BEGIN
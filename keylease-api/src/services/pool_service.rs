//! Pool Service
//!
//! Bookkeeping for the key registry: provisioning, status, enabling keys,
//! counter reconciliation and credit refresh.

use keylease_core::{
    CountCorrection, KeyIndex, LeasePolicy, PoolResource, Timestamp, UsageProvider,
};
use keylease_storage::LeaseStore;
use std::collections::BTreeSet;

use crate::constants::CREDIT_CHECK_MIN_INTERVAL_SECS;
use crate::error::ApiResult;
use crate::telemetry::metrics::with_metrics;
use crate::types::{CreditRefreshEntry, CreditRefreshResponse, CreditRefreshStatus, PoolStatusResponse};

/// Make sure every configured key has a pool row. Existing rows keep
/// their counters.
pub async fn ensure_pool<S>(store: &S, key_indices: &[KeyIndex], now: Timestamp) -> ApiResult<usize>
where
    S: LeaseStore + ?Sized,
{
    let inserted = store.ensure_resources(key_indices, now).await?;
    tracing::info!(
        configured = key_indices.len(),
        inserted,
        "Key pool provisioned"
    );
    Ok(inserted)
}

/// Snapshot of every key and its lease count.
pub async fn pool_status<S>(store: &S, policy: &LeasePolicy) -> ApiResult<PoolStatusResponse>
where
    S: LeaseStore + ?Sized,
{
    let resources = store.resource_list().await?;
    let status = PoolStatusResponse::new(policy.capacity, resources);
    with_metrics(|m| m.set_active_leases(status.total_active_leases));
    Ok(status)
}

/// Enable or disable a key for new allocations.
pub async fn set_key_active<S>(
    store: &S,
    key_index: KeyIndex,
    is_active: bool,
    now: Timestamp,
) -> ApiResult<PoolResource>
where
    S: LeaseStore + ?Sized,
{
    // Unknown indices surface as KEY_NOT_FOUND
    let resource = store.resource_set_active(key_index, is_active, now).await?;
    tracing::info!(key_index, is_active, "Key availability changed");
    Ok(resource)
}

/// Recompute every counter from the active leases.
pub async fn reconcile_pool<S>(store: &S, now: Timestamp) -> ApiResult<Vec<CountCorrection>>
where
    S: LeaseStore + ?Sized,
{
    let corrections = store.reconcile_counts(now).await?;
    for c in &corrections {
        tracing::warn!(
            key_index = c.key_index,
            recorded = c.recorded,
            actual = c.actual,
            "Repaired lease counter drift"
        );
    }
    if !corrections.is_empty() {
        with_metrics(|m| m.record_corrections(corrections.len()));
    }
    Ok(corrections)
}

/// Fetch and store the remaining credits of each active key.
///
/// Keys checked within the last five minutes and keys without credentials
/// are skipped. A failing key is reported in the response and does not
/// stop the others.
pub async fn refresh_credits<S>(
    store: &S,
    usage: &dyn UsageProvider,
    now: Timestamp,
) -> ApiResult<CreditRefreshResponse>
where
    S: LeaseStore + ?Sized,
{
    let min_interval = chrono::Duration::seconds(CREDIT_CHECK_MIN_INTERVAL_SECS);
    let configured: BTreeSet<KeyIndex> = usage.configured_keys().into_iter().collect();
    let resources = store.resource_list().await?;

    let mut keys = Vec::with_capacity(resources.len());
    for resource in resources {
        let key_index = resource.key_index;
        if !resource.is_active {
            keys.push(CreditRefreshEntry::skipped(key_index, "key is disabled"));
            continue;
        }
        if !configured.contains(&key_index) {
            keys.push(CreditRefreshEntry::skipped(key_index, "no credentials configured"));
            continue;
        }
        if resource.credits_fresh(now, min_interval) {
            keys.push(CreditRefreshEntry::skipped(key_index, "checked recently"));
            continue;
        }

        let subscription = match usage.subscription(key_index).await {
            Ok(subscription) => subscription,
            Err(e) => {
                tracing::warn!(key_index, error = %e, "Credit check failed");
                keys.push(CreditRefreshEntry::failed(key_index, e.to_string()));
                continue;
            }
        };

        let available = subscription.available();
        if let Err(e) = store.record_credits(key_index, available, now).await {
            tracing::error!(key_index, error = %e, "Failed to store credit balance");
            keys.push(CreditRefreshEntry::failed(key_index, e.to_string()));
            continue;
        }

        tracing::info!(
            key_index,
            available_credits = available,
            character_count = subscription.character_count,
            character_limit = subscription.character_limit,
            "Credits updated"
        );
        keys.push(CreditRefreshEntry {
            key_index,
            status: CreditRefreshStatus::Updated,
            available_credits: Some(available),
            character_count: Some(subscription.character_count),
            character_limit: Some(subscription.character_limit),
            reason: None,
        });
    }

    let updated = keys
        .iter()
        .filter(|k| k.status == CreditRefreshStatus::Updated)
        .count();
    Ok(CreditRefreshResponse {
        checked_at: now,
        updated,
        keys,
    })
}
END
**Exercise description**
Copy out every line of the data that includes the word "tracing".

**Exercise response**
    tracing::info!(
    tracing::info!(key_index, is_active, "Key availability changed");
        tracing::warn!(
                tracing::warn!(key_index, error = %e, "Credit check failed");
            tracing::error!(key_index, error = %e, "Failed to store credit balance");
        tracing::info!(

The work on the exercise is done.